Abstract
Background: Luteal phase defects, characterized by inadequate progesterone secretion and insufficient secretory transformation of the endometrium, are common among infertile women, occurring in approximately 50% of anovulatory patients and 60% of women with recurrent pregnancy loss. These defects may negatively affect implantation and early pregnancy outcomes.
Objective: To evaluate the outcomes of intracytoplasmic sperm injection (ICSI) in infertile women with mild and marked luteal defective cycles (LDC) following embryo transfer.
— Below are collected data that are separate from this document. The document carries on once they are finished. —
use chrono::{DateTime, NaiveDate, Utc};
use serde::{Deserialize, Serialize};

#[derive(Debug, Clone, PartialEq, Eq, Serialize, Deserialize)]
#[serde(rename_all = "camelCase")]
/// Ссылка на пользователя в составе другого объекта.
///
/// API возвращает только запрошенные поля, поэтому всё, кроме `id`,
/// может отсутствовать.
pub struct UserRef {
    /// Идентификатор пользователя.
    pub id: String,
    /// Логин, если был запрошен.
    #[serde(default, skip_serializing_if = "Option::is_none")]
    pub username: Option<String>,
    /// Отображаемое имя, если было запрошено.
    #[serde(default, skip_serializing_if = "Option::is_none")]
    pub name: Option<String>,
}

impl UserRef {
    /// Создаёт ссылку только с идентификатором.
    pub fn new(id: impl Into<String>) -> Self {
        Self {
            id: id.into(),
            username: None,
            name: None,
        }
    }
}

#[derive(Debug, Clone, PartialEq, Serialize, Deserialize)]
#[serde(rename_all = "camelCase")]
/// Публичная модель пользователя.
pub struct User {
    /// Идентификатор пользователя.
    pub id: String,
    /// Уникальный логин.
    pub username: String,
    /// Отображаемое имя.
    pub name: String,
    /// Email (приходит только для собственного профиля).
    #[serde(default)]
    pub email: Option<String>,
    /// Дата рождения.
    #[serde(default)]
    pub birthday: Option<DateTime<Utc>>,
    /// Дата и время регистрации (UTC).
    pub created_at: DateTime<Utc>,
    /// На кого подписан пользователь.
    #[serde(default)]
    pub following: Vec<UserRef>,
    /// Кто подписан на пользователя.
    #[serde(default)]
    pub followers: Vec<UserRef>,
}

impl User {
    /// Подписан ли пользователь на `user_id`.
    pub fn follows(&self, user_id: &str) -> bool {
        self.following.iter().any(|f| f.id == user_id)
    }

    /// Есть ли `user_id` среди подписчиков.
    pub fn is_followed_by(&self, user_id: &str) -> bool {
        self.followers.iter().any(|f| f.id == user_id)
    }
}

#[derive(Debug, Clone, PartialEq, Serialize, Deserialize)]
#[serde(rename_all = "camelCase")]
/// Родительский твит, встроенный в ответ.
pub struct TweetRef {
    /// Идентификатор родительского твита.
    pub id: String,
    /// Автор родительского твита.
    #[serde(default)]
    pub user: Option<UserRef>,
}

#[derive(Debug, Clone, PartialEq, Serialize, Deserialize)]
#[serde(rename_all = "camelCase")]
/// Публичная модель твита.
pub struct Tweet {
    /// Идентификатор твита.
    pub id: String,
    /// Текст (до 280 символов).
    pub text: String,
    /// Дата и время создания (UTC).
    pub created_at: DateTime<Utc>,
    /// Автор.
    pub user: UserRef,
    /// Твит, на который это ответ.
    #[serde(default)]
    pub reply_to: Option<TweetRef>,
    /// Количество ответов.
    #[serde(default)]
    pub replies_count: u64,
    /// Кто лайкнул.
    #[serde(default)]
    pub likes: Vec<UserRef>,
    /// Кто ретвитнул.
    #[serde(default)]
    pub retweets: Vec<UserRef>,
}

impl Tweet {
    /// Является ли `user_id` автором твита.
    pub fn is_authored_by(&self, user_id: &str) -> bool {
        self.user.id == user_id
    }
}

#[derive(Debug, Clone, PartialEq, Serialize, Deserialize)]
#[serde(rename_all = "camelCase")]
/// Страница ленты.
pub struct TweetPage {
    /// Общее количество твитов под фильтром.
    pub total_count: u64,
    /// Твиты текущей страницы.
    pub nodes: Vec<Tweet>,
}

#[derive(Debug, Clone, PartialEq, Eq, Serialize, Deserialize)]
#[serde(rename_all = "camelCase")]
/// Пара токенов доступа.
pub struct AuthTokens {
    /// Короткоживущий access token.
    pub access_token: String,
    /// Refresh token для `RefreshTokens`.
    pub refresh_token: String,
}

#[derive(Debug, Clone, PartialEq, Serialize, Deserialize)]
#[serde(rename_all = "camelCase")]
/// Ответ после успешной регистрации или входа.
pub struct AuthResponse {
    /// Access token.
    pub access_token: String,
    /// Refresh token.
    pub refresh_token: String,
    /// Данные пользователя.
    pub user: User,
}

impl AuthResponse {
    /// Пара токенов из ответа.
    pub fn tokens(&self) -> AuthTokens {
        AuthTokens {
            access_token: self.access_token.clone(),
            refresh_token: self.refresh_token.clone(),
        }
    }
}

#[derive(Debug, Clone, PartialEq, Eq, Serialize)]
#[serde(rename_all = "camelCase")]
/// Данные для регистрации.
pub struct SignUpInput {
    /// Отображаемое имя.
    pub name: String,
    /// Email.
    pub email: String,
    /// Логин.
    pub username: String,
    /// Пароль.
    pub password: String,
    /// Дата рождения.
    pub birthday: NaiveDate,
}

#[derive(Debug, Clone, PartialEq, Eq, Serialize)]
#[serde(rename_all = "camelCase")]
/// Критерий поиска пользователя: по логину или по email.
pub enum FindUserInput {
    /// Поиск по логину.
    Username(String),
    /// Поиск по email.
    Email(String),
}

#[derive(Debug, Clone, PartialEq, Eq, Serialize)]
#[serde(rename_all = "camelCase")]
/// Ссылка на пользователя в фильтре ленты.
pub enum UserFilter {
    /// По идентификатору.
    Id(String),
    /// По логину.
    Username(String),
}

#[derive(Debug, Clone, Default, PartialEq, Eq, Serialize)]
#[serde(rename_all = "camelCase")]
/// Один предикат `PaginationTweetWhere`. Несколько предикатов объединяются по «или».
pub struct TweetWhere {
    /// Автор твита.
    #[serde(skip_serializing_if = "Option::is_none")]
    pub user: Option<UserFilter>,
    /// Кто ретвитнул.
    #[serde(skip_serializing_if = "Option::is_none")]
    pub retweeted_by: Option<UserFilter>,
    /// Идентификатор родительского твита.
    #[serde(skip_serializing_if = "Option::is_none")]
    pub reply_to: Option<String>,
    /// Верхняя граница даты создания (включительно).
    #[serde(skip_serializing_if = "Option::is_none")]
    pub created_at: Option<DateTime<Utc>>,
}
Patients and Methods: Women diagnosed with mild or marked LDC underwent controlled ovarian stimulation, oocyte retrieval, ICSI, and embryo transfer. Follicular fluid levels of progesterone, estradiol, and testosterone were measured. Clinical outcomes—including ICSI success rate, embryo transfer rate, pregnancy rate, and cycle cancellation rate—were compared between groups.
Results: Follicular fluid estradiol and progesterone concentrations were significantly higher in the mild LDC group, whereas prolactin and testosterone levels were significantly elevated in the marked LDC group. No significant differences were observed in FSH or LH levels. The ICSI success rate was 74.4% in mild LDC and 70.7% in marked LDC. Embryo transfer was significantly more frequent in mild LDC (85.2%) compared with marked LDC (50%, P < 0.001). Pregnancy rates per embryo transfer were 38% in mild LDC and 30.3% in marked LDC. Cycle cancellation occurred in 4% of mild LDC cases and 13% of marked LDC cases.
Conclusions: ICSI combined with luteal support therapy enhances embryo implantation and pregnancy outcomes in infertile women with both mild and marked luteal defective cycles. This approach is also beneficial in cases involving severe teratozoospermia or poor sperm penetration.